-- Opening Marker --
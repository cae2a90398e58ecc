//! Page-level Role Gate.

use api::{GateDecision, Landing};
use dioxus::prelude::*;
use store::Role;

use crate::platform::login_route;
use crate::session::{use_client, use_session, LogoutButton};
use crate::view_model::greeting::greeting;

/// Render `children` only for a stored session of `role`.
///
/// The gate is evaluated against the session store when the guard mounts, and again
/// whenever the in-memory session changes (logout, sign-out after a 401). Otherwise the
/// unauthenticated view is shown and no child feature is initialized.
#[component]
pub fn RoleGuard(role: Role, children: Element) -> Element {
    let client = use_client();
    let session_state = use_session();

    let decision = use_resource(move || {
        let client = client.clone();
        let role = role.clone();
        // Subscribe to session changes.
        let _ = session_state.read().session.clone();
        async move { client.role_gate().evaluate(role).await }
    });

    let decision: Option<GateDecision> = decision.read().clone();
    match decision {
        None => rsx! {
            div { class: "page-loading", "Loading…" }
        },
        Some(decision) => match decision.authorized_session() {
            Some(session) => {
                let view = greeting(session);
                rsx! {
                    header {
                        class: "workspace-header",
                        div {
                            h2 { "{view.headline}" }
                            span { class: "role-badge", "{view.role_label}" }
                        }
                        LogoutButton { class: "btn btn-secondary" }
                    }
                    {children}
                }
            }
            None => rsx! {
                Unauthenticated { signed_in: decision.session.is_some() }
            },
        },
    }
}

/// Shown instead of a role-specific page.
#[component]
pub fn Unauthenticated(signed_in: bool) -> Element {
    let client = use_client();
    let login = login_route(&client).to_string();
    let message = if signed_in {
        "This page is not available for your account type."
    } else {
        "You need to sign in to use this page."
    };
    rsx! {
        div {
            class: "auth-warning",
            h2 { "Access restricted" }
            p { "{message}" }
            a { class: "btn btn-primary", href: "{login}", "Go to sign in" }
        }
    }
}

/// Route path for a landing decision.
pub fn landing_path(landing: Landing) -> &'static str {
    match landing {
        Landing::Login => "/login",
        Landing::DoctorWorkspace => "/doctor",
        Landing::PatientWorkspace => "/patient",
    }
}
-- Closing Marker --
Once you reach the line containing "pub fn RoleGuard(role: Role, children: Element)", output that line and each one after it exactly, ending with the final line of the listing and adding nothing else.

**Answer to this exercise**:
pub fn RoleGuard(role: Role, children: Element) -> Element {
    let client = use_client();
    let session_state = use_session();

    let decision = use_resource(move || {
        let client = client.clone();
        let role = role.clone();
        // Subscribe to session changes.
        let _ = session_state.read().session.clone();
        async move { client.role_gate().evaluate(role).await }
    });

    let decision: Option<GateDecision> = decision.read().clone();
    match decision {
        None => rsx! {
            div { class: "page-loading", "Loading…" }
        },
        Some(decision) => match decision.authorized_session() {
            Some(session) => {
                let view = greeting(session);
                rsx! {
                    header {
                        class: "workspace-header",
                        div {
                            h2 { "{view.headline}" }
                            span { class: "role-badge", "{view.role_label}" }
                        }
                        LogoutButton { class: "btn btn-secondary" }
                    }
                    {children}
                }
            }
            None => rsx! {
                Unauthenticated { signed_in: decision.session.is_some() }
            },
        },
    }
}

/// Shown instead of a role-specific page.
#[component]
pub fn Unauthenticated(signed_in: bool) -> Element {
    let client = use_client();
    let login = login_route(&client).to_string();
    let message = if signed_in {
        "This page is not available for your account type."
    } else {
        "You need to sign in to use this page."
    };
    rsx! {
        div {
            class: "auth-warning",
            h2 { "Access restricted" }
            p { "{message}" }
            a { class: "btn btn-primary", href: "{login}", "Go to sign in" }
        }
    }
}

/// Route path for a landing decision.
pub fn landing_path(landing: Landing) -> &'static str {
    match landing {
        Landing::Login => "/login",
        Landing::DoctorWorkspace => "/doctor",
        Landing::PatientWorkspace => "/patient",
    }
}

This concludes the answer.